▸ WHAT TO PRODUCE:
From the entries below, return every line that includes the word "between".

▸ EXTRACTED RECORDS:
>>

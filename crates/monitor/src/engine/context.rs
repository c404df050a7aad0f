//! Context aggregation: find the diagnostic unit around a triggering
//! error line (the error plus its stack trace) and render it as a
//! bounded, human-readable block.

use super::buffer::strip_timestamp;

/// How far back the start boundary may extend.
const BACKWARD_SCAN_LINES: usize = 10;
/// How far forward continuation lines may extend the end boundary.
const FORWARD_SCAN_LINES: usize = 50;

/// Keywords that extend the start boundary backward.
const CONTEXT_KEYWORDS: [&str; 4] = ["error", "exception", "failed", "traceback"];

/// Substrings that mark a line as part of a stack trace.
const STACK_INDICATORS: [&str; 10] = [
    "traceback (most recent call last):",
    "file \"",
    "at ",
    "caused by:",
    "exception:",
    "error:",
    "    at ",
    "\tat ",
    "error in",
    "exception in",
];

/// Spliced between the halves of an over-long context block.
const TRUNCATION_MARKER: &str = "\n... [context truncated] ...\n";

pub fn is_stack_trace_line(line: &str) -> bool {
    let lower = line.to_lowercase();
    STACK_INDICATORS.iter().any(|ind| lower.contains(ind))
}

/// Boundary search around `trigger`: walk backward up to 10 lines while
/// lines keep containing context keywords, then forward up to 50 lines
/// while lines are stack-trace indicators or indentation continuations.
/// Returns `[start, end)`.
pub fn find_boundaries(lines: &[String], trigger: usize) -> (usize, usize) {
    let mut start = trigger;
    let lowest = trigger.saturating_sub(BACKWARD_SCAN_LINES - 1);
    for i in (lowest..=trigger).rev() {
        let lower = lines[i].to_lowercase();
        if CONTEXT_KEYWORDS.iter().any(|k| lower.contains(k)) {
            start = i;
        } else {
            break;
        }
    }

    let mut end = trigger + 1;
    let limit = lines.len().min(trigger + FORWARD_SCAN_LINES);
    for (i, line) in lines.iter().enumerate().take(limit).skip(trigger + 1) {
        if is_stack_trace_line(line) {
            end = i + 1;
        } else {
            if !line.starts_with(' ') && !line.starts_with('\t') {
                break;
            }
            end = i + 1;
        }
    }

    (start, end)
}

/// Render the `[start, end)` slice with timestamp prefixes stripped and
/// a legibility marker per line, capped at `max_length` characters.
pub fn render_context(
    lines: &[String],
    trigger: usize,
    start: usize,
    end: usize,
    max_length: usize,
) -> String {
    let mut rendered = Vec::new();
    for i in start..end.min(lines.len()) {
        let clean = strip_timestamp(&lines[i]);
        let marker = if i == trigger {
            "=> "
        } else if is_stack_trace_line(clean) {
            " | "
        } else if i < trigger {
            " ^ "
        } else {
            " v "
        };
        rendered.push(format!("{marker}{clean}"));
    }
    truncate_middle(&rendered.join("\n"), max_length)
}

/// Keep the head and tail of an over-long block with an elision marker
/// in between. The result never exceeds `max_length` characters.
fn truncate_middle(text: &str, max_length: usize) -> String {
    let chars: Vec<char> = text.chars().collect();
    if chars.len() <= max_length {
        return text.to_string();
    }
    let marker_len = TRUNCATION_MARKER.chars().count();
    let half = max_length.saturating_sub(marker_len) / 2;
    let head: String = chars[..half].iter().collect();
    let tail: String = chars[chars.len() - half..].iter().collect();
    format!("{head}{TRUNCATION_MARKER}{tail}")
}

#[cfg(test)]
mod tests {
    use super::*;

    fn lines(raw: &[&str]) -> Vec<String> {
        raw.iter().map(|l| l.to_string()).collect()
    }

    // ── Boundary search ──────────────────────────────────────────

    #[test]
    fn test_error_with_indented_trace_block() {
        let logs = lines(&[
            "ts INFO starting",
            "ts ERROR boom",
            "ts     at com.app.Service(Service.java:10)",
            "ts     at com.app.Main(Main.java:5)",
            "ts INFO recovered",
        ]);
        let (start, end) = find_boundaries(&logs, 1);
        assert_eq!((start, end), (1, 4));
    }

    #[test]
    fn test_five_trace_lines_exclude_trailing_unrelated() {
        let mut raw = vec!["ts ERROR explosion".to_string()];
        for i in 0..5 {
            raw.push(format!("ts     at frame{i}"));
        }
        raw.push("ts plain unrelated line".to_string());
        let (start, end) = find_boundaries(&raw, 0);
        assert_eq!((start, end), (0, 6));
    }

    #[test]
    fn test_backward_extension_over_error_lines() {
        let logs = lines(&[
            "ts ERROR first",
            "ts ERROR second",
            "ts ERROR third",
        ]);
        let (start, end) = find_boundaries(&logs, 2);
        assert_eq!((start, end), (0, 3));
    }

    #[test]
    fn test_backward_stops_at_non_error_line() {
        let logs = lines(&[
            "ts ERROR unrelated earlier",
            "ts INFO separator",
            "ts ERROR trigger",
        ]);
        let (start, end) = find_boundaries(&logs, 2);
        assert_eq!((start, end), (2, 3));
    }

    #[test]
    fn test_backward_scan_is_bounded() {
        let mut raw: Vec<String> = (0..30).map(|i| format!("ts ERROR wave {}", "z".repeat(i + 1))).collect();
        raw.push("ts ERROR trigger".to_string());
        let (start, _) = find_boundaries(&raw, 30);
        // At most 10 lines including the trigger.
        assert_eq!(start, 21);
    }

    #[test]
    fn test_forward_scan_is_bounded() {
        let mut raw = vec!["ts ERROR trigger".to_string()];
        for i in 0..80 {
            raw.push(format!("ts     at frame{i}"));
        }
        let (_, end) = find_boundaries(&raw, 0);
        assert_eq!(end, FORWARD_SCAN_LINES);
    }

    #[test]
    fn test_boundaries_idempotent_on_trimmed_segment() {
        let logs = lines(&[
            "ts ERROR boom",
            "ts     at frame0",
            "ts     at frame1",
            "ts INFO next",
        ]);
        let (start, end) = find_boundaries(&logs, 0);
        let segment: Vec<String> = logs[start..end].to_vec();
        let (start2, end2) = find_boundaries(&segment, 0);
        assert_eq!((start2, end2), (0, segment.len()));
    }

    // ── Stack-trace detection ────────────────────────────────────

    #[test]
    fn test_stack_indicators() {
        assert!(is_stack_trace_line("Traceback (most recent call last):"));
        assert!(is_stack_trace_line("  File \"app.py\", line 3"));
        assert!(is_stack_trace_line("\tat com.app.Main.run(Main.java:10)"));
        assert!(is_stack_trace_line("Caused by: java.io.IOException"));
        assert!(!is_stack_trace_line("all systems nominal"));
    }

    // ── Rendering ────────────────────────────────────────────────

    #[test]
    fn test_render_strips_timestamps_and_marks_trigger() {
        let logs = lines(&[
            "2024-01-01T00:00:00Z ERROR boom",
            "2024-01-01T00:00:01Z     at frame0",
        ]);
        let rendered = render_context(&logs, 0, 0, 2, 8000);
        assert!(rendered.starts_with("=> ERROR boom"));
        assert!(rendered.contains("at frame0"));
        assert!(!rendered.contains("2024-01-01T00:00:00Z"));
    }

    #[test]
    fn test_render_respects_length_cap() {
        let logs: Vec<String> = (0..200)
            .map(|i| format!("ts ERROR padding padding padding line number {i}"))
            .collect();
        let rendered = render_context(&logs, 0, 0, logs.len(), 500);
        assert!(rendered.chars().count() <= 500);
        assert!(rendered.contains("... [context truncated] ..."));
    }

    #[test]
    fn test_truncate_preserves_head_and_tail() {
        let text = "a".repeat(400) + &"b".repeat(400);
        let out = truncate_middle(&text, 100);
        assert!(out.chars().count() <= 100);
        assert!(out.starts_with("aaa"));
        assert!(out.ends_with("bbb"));
        assert!(out.contains(TRUNCATION_MARKER.trim()));
    }

    #[test]
    fn test_truncate_noop_under_cap() {
        let text = "short context";
        assert_eq!(truncate_middle(text, 100), text);
    }

    #[test]
    fn test_truncate_is_char_boundary_safe() {
        let text = "é".repeat(300);
        let out = truncate_middle(&text, 100);
        assert!(out.chars().count() <= 100);
    }
}
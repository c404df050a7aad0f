//! Runtime module: process lifecycle, boot, and the monitoring loop.

pub mod boot;
pub mod run;

pub use boot::App;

<<

▸ TASK RESPONSE:
/// Spliced between the halves of an over-long context block.
/// in between. The result never exceeds `max_length` characters.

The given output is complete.